**** RECORDS FOR PROCESSING ****
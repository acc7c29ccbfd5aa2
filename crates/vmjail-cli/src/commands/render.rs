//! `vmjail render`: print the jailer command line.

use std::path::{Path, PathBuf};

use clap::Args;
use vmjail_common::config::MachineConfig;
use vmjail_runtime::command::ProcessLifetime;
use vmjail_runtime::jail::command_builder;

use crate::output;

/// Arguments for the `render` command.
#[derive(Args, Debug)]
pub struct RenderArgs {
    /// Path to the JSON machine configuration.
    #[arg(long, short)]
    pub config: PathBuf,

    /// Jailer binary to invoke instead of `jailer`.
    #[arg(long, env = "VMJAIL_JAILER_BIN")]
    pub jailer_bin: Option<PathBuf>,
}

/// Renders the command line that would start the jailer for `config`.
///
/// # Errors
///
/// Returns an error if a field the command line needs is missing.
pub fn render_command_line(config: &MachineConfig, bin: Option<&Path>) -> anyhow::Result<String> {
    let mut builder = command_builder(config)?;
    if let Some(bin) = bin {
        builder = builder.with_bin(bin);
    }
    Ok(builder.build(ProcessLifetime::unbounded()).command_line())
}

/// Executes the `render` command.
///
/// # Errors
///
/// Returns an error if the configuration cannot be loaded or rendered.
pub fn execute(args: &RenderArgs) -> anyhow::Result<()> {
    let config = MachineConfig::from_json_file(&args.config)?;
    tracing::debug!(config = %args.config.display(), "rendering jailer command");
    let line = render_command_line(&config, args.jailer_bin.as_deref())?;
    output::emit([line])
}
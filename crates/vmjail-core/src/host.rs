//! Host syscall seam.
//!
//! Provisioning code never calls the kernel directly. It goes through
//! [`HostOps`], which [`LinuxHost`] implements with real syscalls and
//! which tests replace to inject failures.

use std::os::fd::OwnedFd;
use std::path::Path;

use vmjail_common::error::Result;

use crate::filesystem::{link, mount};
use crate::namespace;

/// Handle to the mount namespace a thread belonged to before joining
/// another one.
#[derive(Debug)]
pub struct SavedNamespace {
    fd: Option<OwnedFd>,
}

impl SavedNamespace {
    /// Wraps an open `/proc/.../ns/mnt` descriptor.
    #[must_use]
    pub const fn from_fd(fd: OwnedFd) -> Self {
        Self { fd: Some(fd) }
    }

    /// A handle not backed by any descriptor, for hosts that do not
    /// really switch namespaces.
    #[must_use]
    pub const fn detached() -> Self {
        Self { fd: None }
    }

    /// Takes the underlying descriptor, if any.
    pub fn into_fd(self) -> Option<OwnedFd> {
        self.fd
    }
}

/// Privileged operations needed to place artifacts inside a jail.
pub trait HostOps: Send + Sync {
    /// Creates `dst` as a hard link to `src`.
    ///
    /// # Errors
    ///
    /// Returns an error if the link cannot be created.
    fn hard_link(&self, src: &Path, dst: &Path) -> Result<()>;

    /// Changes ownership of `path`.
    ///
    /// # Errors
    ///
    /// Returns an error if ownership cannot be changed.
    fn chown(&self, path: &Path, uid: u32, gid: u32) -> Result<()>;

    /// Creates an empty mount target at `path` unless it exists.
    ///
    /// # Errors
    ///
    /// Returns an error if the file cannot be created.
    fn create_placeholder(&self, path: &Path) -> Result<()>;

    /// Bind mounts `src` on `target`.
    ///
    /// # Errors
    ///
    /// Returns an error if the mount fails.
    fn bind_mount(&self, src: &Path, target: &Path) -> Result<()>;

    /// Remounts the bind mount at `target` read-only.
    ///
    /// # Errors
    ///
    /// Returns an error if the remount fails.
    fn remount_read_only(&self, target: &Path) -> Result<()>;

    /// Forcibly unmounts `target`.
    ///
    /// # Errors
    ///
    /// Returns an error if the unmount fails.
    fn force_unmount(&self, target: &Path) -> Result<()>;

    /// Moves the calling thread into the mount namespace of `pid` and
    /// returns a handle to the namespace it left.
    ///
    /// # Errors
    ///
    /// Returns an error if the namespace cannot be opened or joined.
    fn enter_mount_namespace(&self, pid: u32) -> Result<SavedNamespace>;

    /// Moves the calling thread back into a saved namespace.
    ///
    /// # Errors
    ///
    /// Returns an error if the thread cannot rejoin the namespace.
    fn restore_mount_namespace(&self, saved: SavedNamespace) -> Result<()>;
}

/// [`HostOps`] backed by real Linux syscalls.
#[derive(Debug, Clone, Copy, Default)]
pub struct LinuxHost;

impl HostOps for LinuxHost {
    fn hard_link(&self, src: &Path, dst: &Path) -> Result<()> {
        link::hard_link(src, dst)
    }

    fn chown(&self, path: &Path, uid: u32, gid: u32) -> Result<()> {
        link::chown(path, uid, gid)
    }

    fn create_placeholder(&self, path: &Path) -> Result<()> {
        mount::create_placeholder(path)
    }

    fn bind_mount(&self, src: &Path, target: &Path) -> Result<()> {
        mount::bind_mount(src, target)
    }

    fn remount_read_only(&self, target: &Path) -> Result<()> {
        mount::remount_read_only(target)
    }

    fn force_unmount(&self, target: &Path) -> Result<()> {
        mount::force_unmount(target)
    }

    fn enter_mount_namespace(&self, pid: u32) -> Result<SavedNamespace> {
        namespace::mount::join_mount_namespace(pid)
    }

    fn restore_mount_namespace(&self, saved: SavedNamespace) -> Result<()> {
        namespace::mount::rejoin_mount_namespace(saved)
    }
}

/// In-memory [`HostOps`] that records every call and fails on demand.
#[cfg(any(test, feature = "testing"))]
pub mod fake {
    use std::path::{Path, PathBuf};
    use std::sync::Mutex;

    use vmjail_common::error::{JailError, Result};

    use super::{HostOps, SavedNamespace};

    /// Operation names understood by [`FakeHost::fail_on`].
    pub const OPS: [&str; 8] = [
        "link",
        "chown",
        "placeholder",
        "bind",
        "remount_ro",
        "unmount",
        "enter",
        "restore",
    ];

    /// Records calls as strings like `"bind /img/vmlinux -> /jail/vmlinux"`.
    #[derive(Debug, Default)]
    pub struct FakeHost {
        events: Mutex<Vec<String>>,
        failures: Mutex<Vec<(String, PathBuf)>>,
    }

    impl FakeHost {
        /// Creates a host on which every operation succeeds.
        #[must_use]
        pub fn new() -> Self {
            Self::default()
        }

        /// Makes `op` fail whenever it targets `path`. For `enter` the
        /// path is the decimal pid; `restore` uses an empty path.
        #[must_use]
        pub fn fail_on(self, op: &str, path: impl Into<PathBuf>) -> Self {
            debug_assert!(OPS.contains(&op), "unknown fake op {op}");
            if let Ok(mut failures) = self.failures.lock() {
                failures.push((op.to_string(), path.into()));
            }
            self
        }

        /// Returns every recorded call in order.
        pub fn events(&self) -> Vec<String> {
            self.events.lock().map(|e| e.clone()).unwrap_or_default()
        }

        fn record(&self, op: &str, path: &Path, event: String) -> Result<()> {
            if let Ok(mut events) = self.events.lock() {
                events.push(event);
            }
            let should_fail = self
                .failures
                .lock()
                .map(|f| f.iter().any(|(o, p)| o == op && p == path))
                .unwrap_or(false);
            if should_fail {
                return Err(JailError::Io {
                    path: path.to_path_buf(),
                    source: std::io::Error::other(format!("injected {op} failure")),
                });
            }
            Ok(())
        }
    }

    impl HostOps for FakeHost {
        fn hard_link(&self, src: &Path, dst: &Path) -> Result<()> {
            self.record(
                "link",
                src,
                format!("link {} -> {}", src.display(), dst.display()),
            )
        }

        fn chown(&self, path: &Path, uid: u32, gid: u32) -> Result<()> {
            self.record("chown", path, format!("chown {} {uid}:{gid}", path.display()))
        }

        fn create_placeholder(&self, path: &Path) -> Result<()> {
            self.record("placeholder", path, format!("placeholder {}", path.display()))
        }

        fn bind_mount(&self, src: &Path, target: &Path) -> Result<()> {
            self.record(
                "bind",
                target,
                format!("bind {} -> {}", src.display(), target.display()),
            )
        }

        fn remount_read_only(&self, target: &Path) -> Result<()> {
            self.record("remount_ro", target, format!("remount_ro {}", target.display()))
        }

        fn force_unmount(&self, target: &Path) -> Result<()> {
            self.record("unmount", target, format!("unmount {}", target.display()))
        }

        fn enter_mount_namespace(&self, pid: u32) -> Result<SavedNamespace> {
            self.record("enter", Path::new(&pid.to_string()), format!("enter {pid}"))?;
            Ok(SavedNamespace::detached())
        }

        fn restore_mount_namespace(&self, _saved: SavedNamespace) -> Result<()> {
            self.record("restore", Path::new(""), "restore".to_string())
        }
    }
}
****
__WHAT IS EXPECTED__. Look through the records and copy every line that has the word "RenderArgs".

__RESPONSE AREA__.
pub struct RenderArgs {
pub fn execute(args: &RenderArgs) -> anyhow::Result<()> {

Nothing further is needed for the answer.